Electra took the non-traditional path of music. Their first taste of fame came when they worked as a freelance video producer for Refinery29, responsible for making educational music videos. “I chose to do [a video] about the clitoris story and then it went viral,” they say. From there, Electra dove into the history of high heels, drag and vibrators, connecting their undergraduate training in philosophy and history of science to their passion for music and videography. Their official foray into the music industry came in 2017 when they were featured on Charli XCX’s “Femmebot,” which allowed them to focus on their own projects. After Electra’s debut album Flamboyant in 2019, they’ve racked up features from artists like Pussy Riot, Rebecca Black, and 100 gecs. Electra is even causing a stir in the fashion world, after singing a cover of Pharrell’s “Happy” at the Collina Strada Spring 2022 show during New York Fashion Week.

Fashion is of great importance to Electra, who counts Liberace and Elizabethan menswear among her most formative influences. “I really like remixing and playing with different eras, and deliberately juxtaposing things that didn’t seem to fit together,” they say. Electra recently released a collection with Left Hand LA, which shares their fashion ethos. Among the pieces? A t-shirt stained with coffee and cigarette ash, and a kilt adorned with used Electra socks, although washed, they assure. “We were really interested in the idea of ​​fame and fandom and how people are really ravenous for any little bit, no matter how small,” they explain. Electra’s penchant for the flamboyant is central to her approach to fashion and music. “My interest in fashion history directly parallels my interest in music history,” they say. Among their biggest musical influences: metal, the chants of Gregorian monks and pop of the 2000s, of course.

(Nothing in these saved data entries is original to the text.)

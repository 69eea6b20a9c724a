//! Stream frame codec.
//!
//! Reassembles frames split across socket reads and hands the message layer
//! only complete payloads.

use bytes::{Buf, BufMut, Bytes, BytesMut};
use tokio_util::codec::{Decoder, Encoder};

/// Default maximum frame length (16 MB).
pub const DEFAULT_MAX_FRAME_LENGTH: usize = 16 * 1024 * 1024;

/// Frame kind constants.
pub mod frame_kind {
    /// Encoded message body.
    pub const MESSAGE: u8 = 0x00;
    /// Terminal status and trailing metadata.
    pub const TRAILERS: u8 = 0x01;
    /// Request head: method path and request metadata.
    pub const HEADERS: u8 = 0x02;
}

/// A decoded stream frame.
#[derive(Debug, Clone, PartialEq, Eq)]
pub enum Frame {
    /// A request or response message body.
    Message(Bytes),
    /// Terminal status, always the last frame of a response stream.
    Trailers(Bytes),
    /// Request head, always the first frame of a request stream.
    Headers(Bytes),
}

impl Frame {
    fn kind(&self) -> u8 {
        match self {
            Frame::Message(_) => frame_kind::MESSAGE,
            Frame::Trailers(_) => frame_kind::TRAILERS,
            Frame::Headers(_) => frame_kind::HEADERS,
        }
    }

    fn payload(&self) -> &Bytes {
        match self {
            Frame::Message(p) | Frame::Trailers(p) | Frame::Headers(p) => p,
        }
    }
}

/// Length-prefixed frame codec.
///
/// Frames are laid out as:
/// - 4 bytes: length of kind + payload (big-endian u32)
/// - 1 byte: frame kind (see [`frame_kind`])
/// - N bytes: payload
#[derive(Debug, Clone)]
pub struct FrameCodec {
    max_length: usize,
}

impl FrameCodec {
    /// Create a new codec with default max length (16 MB).
    pub fn new() -> Self {
        Self {
            max_length: DEFAULT_MAX_FRAME_LENGTH,
        }
    }

    /// Create a new codec with custom max length, capped at what the u32
    /// length prefix can carry.
    pub fn with_max_length(max_length: usize) -> Self {
        Self {
            max_length: max_length.min(u32::MAX as usize),
        }
    }

    /// Get the max frame length.
    pub fn max_length(&self) -> usize {
        self.max_length
    }
}

impl Default for FrameCodec {
    fn default() -> Self {
        Self::new()
    }
}

fn invalid_data(msg: String) -> std::io::Error {
    std::io::Error::new(std::io::ErrorKind::InvalidData, msg)
}

impl Decoder for FrameCodec {
    type Item = Frame;
    type Error = std::io::Error;

    fn decode(&mut self, src: &mut BytesMut) -> std::result::Result<Option<Self::Item>, Self::Error> {
        if src.len() < 4 {
            return Ok(None);
        }

        // Peek at the length without consuming
        let length = u32::from_be_bytes([src[0], src[1], src[2], src[3]]) as usize;

        if length == 0 {
            return Err(invalid_data("Frame without kind byte".to_string()));
        }
        if length > self.max_length {
            return Err(invalid_data(format!("Frame too large: {} > {}", length, self.max_length)));
        }

        if src.len() < 4 + length {
            src.reserve(4 + length - src.len());
            return Ok(None);
        }

        src.advance(4);
        let kind = src.get_u8();
        let payload = src.split_to(length - 1).freeze();

        match kind {
            frame_kind::MESSAGE => Ok(Some(Frame::Message(payload))),
            frame_kind::TRAILERS => Ok(Some(Frame::Trailers(payload))),
            frame_kind::HEADERS => Ok(Some(Frame::Headers(payload))),
            other => Err(invalid_data(format!("Unknown frame kind: {:#04x}", other))),
        }
    }
}

impl Encoder<Frame> for FrameCodec {
    type Error = std::io::Error;

    fn encode(&mut self, item: Frame, dst: &mut BytesMut) -> std::result::Result<(), Self::Error> {
        let payload = item.payload();
        let length = payload.len() + 1;

        if length > self.max_length {
            return Err(invalid_data(format!("Frame too large: {} > {}", length, self.max_length)));
        }

        dst.reserve(4 + length);
        dst.put_u32(length as u32);
        dst.put_u8(item.kind());
        dst.put_slice(payload);

        Ok(())
    }
}

#[cfg(test)]
mod tests {
    use super::*;

    fn encoded(frame: Frame) -> BytesMut {
        let mut buf = BytesMut::new();
        FrameCodec::new().encode(frame, &mut buf).unwrap();
        buf
    }

    #[test]
    fn test_frame_codec_new() {
        let codec = FrameCodec::new();
        assert_eq!(codec.max_length(), DEFAULT_MAX_FRAME_LENGTH);
    }

    #[test]
    fn test_frame_codec_with_max_length() {
        let codec = FrameCodec::with_max_length(1024);
        assert_eq!(codec.max_length(), 1024);
    }

    #[test]
    fn test_max_length_capped_to_prefix_width() {
        let codec = FrameCodec::with_max_length(usize::MAX);
        assert_eq!(codec.max_length(), u32::MAX as usize);
        assert!(u32::try_from(codec.max_length()).is_ok());
    }

    #[test]
    fn test_encode_layout() {
        let buf = encoded(Frame::Trailers(Bytes::from_static(b"ok")));
        assert_eq!(&buf[..], &[0, 0, 0, 3, frame_kind::TRAILERS, b'o', b'k']);
    }

    #[test]
    fn test_partial_length_prefix() {
        let mut decoder = FrameCodec::new();
        let mut buf = BytesMut::from(&[0u8, 0][..]);
        assert!(decoder.decode(&mut buf).unwrap().is_none());
    }

    #[test]
    fn test_frame_split_across_reads() {
        let mut decoder = FrameCodec::new();
        let full = encoded(Frame::Message(Bytes::from_static(b"hello world")));

        let mut buf = BytesMut::new();
        buf.extend_from_slice(&full[..6]);
        assert!(decoder.decode(&mut buf).unwrap().is_none());

        buf.extend_from_slice(&full[6..]);
        let frame = decoder.decode(&mut buf).unwrap().unwrap();
        assert_eq!(frame, Frame::Message(Bytes::from_static(b"hello world")));
        assert!(buf.is_empty());
    }

    #[test]
    fn test_multiple_frames_in_one_read() {
        let mut decoder = FrameCodec::new();
        let mut buf = encoded(Frame::Message(Bytes::from_static(b"one")));
        buf.extend_from_slice(&encoded(Frame::Message(Bytes::from_static(b"two"))));
        buf.extend_from_slice(&encoded(Frame::Trailers(Bytes::new())));

        assert_eq!(
            decoder.decode(&mut buf).unwrap(),
            Some(Frame::Message(Bytes::from_static(b"one")))
        );
        assert_eq!(
            decoder.decode(&mut buf).unwrap(),
            Some(Frame::Message(Bytes::from_static(b"two")))
        );
        assert_eq!(decoder.decode(&mut buf).unwrap(), Some(Frame::Trailers(Bytes::new())));
        assert_eq!(decoder.decode(&mut buf).unwrap(), None);
    }

    #[test]
    fn test_unknown_kind_rejected() {
        let mut decoder = FrameCodec::new();
        let mut buf = BytesMut::new();
        buf.put_u32(2);
        buf.put_u8(0x7f);
        buf.put_u8(0);
        assert!(decoder.decode(&mut buf).is_err());
    }

    #[test]
    fn test_zero_length_rejected() {
        let mut decoder = FrameCodec::new();
        let mut buf = BytesMut::new();
        buf.put_u32(0);
        assert!(decoder.decode(&mut buf).is_err());
    }

    #[test]
    fn test_too_large_decode() {
        let mut decoder = FrameCodec::with_max_length(10);
        let mut buf = BytesMut::new();
        buf.put_u32(100);
        assert!(decoder.decode(&mut buf).is_err());
    }

    #[test]
    fn test_too_large_encode() {
        let mut encoder = FrameCodec::with_max_length(4);
        let mut buf = BytesMut::new();
        let result = encoder.encode(Frame::Message(Bytes::from_static(b"too long")), &mut buf);
        assert!(result.is_err());
    }
}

It was around the release of Flamboyant which Electra has begun to identify as genderfluid. They worried that the world’s attachment to the hyper-femininity of pop legends who came before them, like Britney Spears and Madonna, would hamper their ability to succeed in the industry. “I had started using the pronouns they/them and I wanted to do this pop music, but I don’t see myself as being in my place in the landscape”, they say. But the feedback has been overwhelmingly positive. “Seeing the audience response and seeing the new fans come out of nowhere was a personal validation because it was like, ‘Oh, they understand what I’m doing. They don’t just think I’m a drag king. understand,” Electra says. “I felt very good about my gender identity, and I think that definitely gave me the courage to keep moving forward.”

Electra feels that if they had arrived on the scene a few years earlier, they wouldn’t have the careers they have today. “I feel like sometimes you get really lucky with the timing of the crop,” they say. But they note that some parts of the world are not ready to embrace the fluidity of gender and sexuality, noting in particular Poland, a stop on their upcoming tour which has struggled with an alarming rise in fascism and anti-LGBT epithets. .

“I’m really looking forward to going to places like Poland where there’s a really, really intense anti-LGBT climate,” Electra says. They recall their time in the country in 2019 while touring with Charli XCX, when the two attended a parade led by far-right nationalists. “People don’t feel safe,” they say. “For me, it’s one of the most important places to go because people really need that kind of support right now.” In a tense social climate where civil rights are regressing, having a bold and unapologetic force like Electra to lead the way is a gift to many queer people from Poland to the United States. Maybe they came at the right time after all.